--- WORK TO BE COMPLETED ---
State the number of lines below in which the word "Returns" appears. Nothing else belongs in the answer.

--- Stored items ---
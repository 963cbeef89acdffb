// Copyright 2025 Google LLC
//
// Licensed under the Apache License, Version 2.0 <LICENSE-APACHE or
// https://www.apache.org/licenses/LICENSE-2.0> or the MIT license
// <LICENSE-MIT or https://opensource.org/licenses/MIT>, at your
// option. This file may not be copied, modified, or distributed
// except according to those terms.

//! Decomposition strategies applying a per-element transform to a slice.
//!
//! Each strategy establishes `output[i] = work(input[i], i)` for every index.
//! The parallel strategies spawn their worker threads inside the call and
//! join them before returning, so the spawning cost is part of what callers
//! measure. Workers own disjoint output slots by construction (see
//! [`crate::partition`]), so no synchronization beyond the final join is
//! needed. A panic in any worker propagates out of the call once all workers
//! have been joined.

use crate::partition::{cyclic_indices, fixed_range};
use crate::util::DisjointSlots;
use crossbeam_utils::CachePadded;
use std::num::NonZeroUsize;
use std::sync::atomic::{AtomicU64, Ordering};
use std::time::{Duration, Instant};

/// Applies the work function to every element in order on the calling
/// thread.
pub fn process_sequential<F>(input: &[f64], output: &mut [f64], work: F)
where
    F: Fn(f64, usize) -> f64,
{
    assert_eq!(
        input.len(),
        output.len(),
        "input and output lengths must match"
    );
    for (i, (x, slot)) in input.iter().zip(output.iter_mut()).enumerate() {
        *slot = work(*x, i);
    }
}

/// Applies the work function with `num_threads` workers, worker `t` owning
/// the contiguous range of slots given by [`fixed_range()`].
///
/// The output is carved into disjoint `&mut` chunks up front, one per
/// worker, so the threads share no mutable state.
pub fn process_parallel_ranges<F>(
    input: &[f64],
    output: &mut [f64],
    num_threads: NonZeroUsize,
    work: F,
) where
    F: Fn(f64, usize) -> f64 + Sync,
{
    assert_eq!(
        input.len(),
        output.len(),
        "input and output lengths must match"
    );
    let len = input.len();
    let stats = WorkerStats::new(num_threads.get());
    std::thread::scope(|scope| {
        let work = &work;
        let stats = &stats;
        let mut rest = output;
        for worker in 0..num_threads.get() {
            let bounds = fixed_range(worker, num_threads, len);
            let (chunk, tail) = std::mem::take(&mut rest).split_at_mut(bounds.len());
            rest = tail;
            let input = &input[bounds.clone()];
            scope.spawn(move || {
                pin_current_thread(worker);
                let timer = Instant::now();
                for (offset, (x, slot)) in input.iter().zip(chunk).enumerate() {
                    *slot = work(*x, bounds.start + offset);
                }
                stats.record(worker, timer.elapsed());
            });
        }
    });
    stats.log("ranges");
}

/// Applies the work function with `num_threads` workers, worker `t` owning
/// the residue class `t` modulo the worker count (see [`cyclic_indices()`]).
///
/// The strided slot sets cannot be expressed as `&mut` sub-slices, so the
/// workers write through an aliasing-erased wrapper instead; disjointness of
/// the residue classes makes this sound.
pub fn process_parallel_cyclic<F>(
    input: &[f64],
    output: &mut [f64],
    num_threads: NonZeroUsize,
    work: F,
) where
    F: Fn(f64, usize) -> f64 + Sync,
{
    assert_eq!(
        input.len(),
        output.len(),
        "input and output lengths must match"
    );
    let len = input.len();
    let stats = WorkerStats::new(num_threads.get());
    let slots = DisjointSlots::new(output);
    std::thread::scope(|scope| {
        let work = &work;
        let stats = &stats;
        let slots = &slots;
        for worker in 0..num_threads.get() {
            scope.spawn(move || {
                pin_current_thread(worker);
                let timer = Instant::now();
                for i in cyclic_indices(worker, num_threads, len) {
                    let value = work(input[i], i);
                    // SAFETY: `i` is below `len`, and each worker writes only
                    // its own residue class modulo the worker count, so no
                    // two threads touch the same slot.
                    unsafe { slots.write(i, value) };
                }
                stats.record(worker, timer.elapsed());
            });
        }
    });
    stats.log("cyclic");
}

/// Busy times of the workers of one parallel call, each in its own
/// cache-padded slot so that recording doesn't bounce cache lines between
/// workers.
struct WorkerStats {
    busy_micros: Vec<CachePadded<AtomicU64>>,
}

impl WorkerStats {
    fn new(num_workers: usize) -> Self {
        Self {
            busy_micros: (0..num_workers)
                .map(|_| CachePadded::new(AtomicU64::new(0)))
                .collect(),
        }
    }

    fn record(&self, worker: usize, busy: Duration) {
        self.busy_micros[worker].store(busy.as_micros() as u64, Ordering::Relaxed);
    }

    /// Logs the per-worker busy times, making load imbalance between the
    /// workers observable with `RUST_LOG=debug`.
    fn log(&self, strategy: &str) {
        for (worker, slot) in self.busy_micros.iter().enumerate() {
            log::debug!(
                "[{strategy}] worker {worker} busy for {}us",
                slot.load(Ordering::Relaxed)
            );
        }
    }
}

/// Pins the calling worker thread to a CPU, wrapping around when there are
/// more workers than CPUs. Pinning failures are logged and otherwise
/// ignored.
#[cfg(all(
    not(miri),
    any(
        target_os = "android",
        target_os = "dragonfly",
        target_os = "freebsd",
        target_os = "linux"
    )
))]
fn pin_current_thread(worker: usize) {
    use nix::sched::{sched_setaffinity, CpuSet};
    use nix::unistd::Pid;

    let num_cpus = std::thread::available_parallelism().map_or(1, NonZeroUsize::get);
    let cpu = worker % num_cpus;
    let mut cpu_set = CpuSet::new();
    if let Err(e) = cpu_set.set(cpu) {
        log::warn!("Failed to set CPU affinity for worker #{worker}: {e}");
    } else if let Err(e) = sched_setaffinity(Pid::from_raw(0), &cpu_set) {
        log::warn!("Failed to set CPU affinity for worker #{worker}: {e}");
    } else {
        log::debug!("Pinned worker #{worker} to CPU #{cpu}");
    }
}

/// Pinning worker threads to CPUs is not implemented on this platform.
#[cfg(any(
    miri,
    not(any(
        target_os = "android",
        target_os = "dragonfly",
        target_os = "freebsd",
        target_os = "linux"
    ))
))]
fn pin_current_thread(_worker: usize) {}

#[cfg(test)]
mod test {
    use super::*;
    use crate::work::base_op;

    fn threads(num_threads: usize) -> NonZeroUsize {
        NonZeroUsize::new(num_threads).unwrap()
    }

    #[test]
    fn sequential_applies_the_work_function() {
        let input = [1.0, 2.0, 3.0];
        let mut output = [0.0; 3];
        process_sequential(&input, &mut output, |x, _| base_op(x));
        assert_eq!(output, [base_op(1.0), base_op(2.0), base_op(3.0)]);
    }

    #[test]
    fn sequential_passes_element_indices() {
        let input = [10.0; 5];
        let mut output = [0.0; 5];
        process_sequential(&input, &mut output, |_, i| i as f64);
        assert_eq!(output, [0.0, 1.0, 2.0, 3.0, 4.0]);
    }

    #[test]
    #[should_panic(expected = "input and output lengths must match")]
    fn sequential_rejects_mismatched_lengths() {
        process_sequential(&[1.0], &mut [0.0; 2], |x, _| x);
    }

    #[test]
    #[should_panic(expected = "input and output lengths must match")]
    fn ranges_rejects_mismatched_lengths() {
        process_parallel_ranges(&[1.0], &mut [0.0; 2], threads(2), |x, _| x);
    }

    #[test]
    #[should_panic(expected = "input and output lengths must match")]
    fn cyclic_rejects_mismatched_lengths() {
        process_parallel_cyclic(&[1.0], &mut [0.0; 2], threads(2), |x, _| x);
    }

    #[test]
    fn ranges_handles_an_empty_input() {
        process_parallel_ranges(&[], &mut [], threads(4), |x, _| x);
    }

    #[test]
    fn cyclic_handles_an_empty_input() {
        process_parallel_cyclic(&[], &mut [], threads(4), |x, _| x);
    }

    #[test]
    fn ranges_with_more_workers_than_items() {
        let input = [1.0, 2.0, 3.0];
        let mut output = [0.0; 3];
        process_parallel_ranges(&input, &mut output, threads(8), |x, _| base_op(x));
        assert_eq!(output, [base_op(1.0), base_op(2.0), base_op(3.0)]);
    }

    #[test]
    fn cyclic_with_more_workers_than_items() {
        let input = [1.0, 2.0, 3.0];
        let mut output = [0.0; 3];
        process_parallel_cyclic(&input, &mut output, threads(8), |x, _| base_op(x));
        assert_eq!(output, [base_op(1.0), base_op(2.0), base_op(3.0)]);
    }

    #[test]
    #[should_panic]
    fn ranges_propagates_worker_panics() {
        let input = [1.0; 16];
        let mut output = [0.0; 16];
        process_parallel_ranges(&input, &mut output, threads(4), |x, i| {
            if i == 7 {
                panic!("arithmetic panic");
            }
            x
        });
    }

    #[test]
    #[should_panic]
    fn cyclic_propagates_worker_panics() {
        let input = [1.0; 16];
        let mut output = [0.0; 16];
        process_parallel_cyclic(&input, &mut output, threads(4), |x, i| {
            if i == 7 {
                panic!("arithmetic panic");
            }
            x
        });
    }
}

==

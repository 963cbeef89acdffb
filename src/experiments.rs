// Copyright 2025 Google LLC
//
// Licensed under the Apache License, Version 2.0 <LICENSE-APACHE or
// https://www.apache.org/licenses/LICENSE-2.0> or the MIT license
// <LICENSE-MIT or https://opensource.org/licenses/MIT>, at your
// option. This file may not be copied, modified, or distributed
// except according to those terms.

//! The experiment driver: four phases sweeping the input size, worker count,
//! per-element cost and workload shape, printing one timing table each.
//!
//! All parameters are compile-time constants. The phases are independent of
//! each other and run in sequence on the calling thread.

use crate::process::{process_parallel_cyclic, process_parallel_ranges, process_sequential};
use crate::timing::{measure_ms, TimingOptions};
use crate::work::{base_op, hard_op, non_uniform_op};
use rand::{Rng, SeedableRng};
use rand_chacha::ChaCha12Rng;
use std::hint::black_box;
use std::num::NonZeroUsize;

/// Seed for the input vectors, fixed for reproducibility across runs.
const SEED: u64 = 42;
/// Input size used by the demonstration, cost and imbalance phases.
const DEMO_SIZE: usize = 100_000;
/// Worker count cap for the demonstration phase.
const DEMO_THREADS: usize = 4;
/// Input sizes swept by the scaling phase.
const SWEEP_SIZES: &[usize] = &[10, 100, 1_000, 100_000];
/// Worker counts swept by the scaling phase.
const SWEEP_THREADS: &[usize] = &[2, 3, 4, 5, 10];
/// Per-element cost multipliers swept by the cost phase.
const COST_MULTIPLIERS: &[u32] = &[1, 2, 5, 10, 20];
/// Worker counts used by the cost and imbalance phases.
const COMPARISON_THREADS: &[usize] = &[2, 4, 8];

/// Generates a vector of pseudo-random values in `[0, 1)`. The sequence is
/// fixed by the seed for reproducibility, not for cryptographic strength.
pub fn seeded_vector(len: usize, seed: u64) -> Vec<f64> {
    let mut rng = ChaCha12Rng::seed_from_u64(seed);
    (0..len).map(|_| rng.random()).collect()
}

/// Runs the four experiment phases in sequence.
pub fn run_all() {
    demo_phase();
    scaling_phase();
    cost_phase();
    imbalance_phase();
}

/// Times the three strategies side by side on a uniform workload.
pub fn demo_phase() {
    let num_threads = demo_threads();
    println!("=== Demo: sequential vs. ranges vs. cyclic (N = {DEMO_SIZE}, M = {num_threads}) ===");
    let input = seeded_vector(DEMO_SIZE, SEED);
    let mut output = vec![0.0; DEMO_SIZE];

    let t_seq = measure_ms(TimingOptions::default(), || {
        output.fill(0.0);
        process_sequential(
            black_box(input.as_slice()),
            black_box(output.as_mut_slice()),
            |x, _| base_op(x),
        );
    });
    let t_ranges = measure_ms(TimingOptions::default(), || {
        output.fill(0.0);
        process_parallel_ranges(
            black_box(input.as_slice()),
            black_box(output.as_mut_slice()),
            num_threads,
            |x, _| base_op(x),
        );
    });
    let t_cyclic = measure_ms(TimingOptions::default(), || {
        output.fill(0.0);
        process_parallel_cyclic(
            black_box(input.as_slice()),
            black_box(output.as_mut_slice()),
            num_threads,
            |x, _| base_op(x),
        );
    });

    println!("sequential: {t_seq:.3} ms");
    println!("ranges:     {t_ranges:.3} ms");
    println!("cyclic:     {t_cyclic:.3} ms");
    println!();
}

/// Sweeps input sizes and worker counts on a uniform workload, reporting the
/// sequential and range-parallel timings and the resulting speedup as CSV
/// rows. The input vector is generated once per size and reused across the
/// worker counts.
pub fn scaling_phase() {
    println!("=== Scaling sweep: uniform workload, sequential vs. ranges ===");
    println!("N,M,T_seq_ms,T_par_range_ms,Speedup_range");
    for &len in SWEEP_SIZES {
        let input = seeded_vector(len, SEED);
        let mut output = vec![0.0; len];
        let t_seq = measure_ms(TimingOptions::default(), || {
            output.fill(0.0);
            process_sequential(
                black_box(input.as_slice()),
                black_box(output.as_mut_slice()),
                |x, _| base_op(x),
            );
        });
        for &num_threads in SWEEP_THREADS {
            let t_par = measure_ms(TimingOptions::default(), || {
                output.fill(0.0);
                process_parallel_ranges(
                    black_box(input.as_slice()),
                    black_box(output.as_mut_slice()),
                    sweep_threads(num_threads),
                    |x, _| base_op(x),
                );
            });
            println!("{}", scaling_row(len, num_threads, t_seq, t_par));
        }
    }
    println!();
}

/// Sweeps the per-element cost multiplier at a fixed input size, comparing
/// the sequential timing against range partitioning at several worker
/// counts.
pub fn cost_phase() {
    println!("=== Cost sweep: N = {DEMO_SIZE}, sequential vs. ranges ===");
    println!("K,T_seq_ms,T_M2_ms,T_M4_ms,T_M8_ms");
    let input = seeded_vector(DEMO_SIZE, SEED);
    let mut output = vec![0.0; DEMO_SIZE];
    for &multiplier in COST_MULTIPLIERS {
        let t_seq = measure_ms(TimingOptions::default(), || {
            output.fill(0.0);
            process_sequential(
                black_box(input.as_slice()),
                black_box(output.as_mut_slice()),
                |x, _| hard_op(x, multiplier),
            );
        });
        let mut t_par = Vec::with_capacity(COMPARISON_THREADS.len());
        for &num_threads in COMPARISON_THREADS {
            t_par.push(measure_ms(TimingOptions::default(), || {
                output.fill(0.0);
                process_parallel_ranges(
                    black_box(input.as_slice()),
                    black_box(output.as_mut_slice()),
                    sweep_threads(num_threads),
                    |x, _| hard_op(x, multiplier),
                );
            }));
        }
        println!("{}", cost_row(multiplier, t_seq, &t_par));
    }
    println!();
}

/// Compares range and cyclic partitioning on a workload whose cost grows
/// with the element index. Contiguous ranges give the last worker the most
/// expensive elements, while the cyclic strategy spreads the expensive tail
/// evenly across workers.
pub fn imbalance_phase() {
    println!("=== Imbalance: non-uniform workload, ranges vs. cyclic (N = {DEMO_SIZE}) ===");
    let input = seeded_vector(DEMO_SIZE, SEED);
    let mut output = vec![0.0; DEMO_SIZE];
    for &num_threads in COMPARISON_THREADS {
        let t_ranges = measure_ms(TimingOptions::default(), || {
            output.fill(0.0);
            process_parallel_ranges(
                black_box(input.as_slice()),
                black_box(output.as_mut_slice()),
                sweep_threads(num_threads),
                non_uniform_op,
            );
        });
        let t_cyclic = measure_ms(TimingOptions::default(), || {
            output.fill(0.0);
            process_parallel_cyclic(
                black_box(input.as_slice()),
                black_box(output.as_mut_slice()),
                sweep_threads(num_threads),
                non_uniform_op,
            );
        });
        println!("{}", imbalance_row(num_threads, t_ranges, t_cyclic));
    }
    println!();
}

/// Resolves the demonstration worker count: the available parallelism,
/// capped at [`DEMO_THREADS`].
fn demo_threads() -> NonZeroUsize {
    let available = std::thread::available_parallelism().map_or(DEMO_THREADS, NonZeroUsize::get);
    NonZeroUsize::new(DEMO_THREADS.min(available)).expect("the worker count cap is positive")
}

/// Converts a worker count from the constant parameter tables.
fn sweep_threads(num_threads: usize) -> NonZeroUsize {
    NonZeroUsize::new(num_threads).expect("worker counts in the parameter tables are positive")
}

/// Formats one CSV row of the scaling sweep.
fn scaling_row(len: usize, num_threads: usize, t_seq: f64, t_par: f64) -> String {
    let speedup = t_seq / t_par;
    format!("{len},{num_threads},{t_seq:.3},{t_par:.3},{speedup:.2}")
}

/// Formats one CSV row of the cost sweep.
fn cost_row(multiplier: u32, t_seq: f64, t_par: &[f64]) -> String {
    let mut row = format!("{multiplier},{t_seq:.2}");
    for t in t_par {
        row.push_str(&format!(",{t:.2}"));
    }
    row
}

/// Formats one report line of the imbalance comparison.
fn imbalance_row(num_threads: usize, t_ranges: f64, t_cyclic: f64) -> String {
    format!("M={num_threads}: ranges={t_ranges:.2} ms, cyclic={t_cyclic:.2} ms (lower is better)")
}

...

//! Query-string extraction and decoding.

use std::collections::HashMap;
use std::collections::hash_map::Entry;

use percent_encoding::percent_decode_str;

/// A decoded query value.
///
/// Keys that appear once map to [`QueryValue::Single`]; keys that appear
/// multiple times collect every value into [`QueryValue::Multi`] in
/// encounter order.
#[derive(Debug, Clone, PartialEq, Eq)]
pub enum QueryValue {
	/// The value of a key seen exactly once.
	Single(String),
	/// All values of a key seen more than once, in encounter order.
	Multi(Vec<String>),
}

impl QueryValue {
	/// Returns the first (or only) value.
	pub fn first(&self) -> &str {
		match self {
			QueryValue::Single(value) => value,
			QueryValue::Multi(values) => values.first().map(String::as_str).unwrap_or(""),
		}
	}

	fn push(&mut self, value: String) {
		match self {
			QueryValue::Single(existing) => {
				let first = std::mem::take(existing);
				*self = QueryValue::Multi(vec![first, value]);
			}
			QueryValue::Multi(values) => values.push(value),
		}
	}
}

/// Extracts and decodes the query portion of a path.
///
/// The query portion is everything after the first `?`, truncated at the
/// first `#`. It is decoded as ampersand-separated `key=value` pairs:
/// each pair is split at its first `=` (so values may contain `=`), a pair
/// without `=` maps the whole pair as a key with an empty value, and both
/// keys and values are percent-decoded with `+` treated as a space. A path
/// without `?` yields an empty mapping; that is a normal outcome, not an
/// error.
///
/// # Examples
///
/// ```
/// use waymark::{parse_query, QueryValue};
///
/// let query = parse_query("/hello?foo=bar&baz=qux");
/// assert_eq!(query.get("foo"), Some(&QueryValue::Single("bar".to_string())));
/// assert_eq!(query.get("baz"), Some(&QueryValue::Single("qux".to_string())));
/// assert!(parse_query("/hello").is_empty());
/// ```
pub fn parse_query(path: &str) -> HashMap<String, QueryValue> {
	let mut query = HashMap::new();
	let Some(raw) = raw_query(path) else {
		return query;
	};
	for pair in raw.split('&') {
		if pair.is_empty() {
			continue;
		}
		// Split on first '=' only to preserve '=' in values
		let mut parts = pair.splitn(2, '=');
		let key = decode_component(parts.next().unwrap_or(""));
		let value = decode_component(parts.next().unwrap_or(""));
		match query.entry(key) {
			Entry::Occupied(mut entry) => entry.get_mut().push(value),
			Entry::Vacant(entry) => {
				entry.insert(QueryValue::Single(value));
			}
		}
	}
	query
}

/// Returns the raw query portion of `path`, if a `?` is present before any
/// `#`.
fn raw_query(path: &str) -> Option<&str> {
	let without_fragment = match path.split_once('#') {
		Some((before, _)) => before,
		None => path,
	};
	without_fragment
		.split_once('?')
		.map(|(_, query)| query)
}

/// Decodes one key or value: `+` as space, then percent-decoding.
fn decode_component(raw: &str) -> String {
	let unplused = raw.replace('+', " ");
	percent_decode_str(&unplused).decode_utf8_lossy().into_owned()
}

--- EXPECTED ANSWER ---
2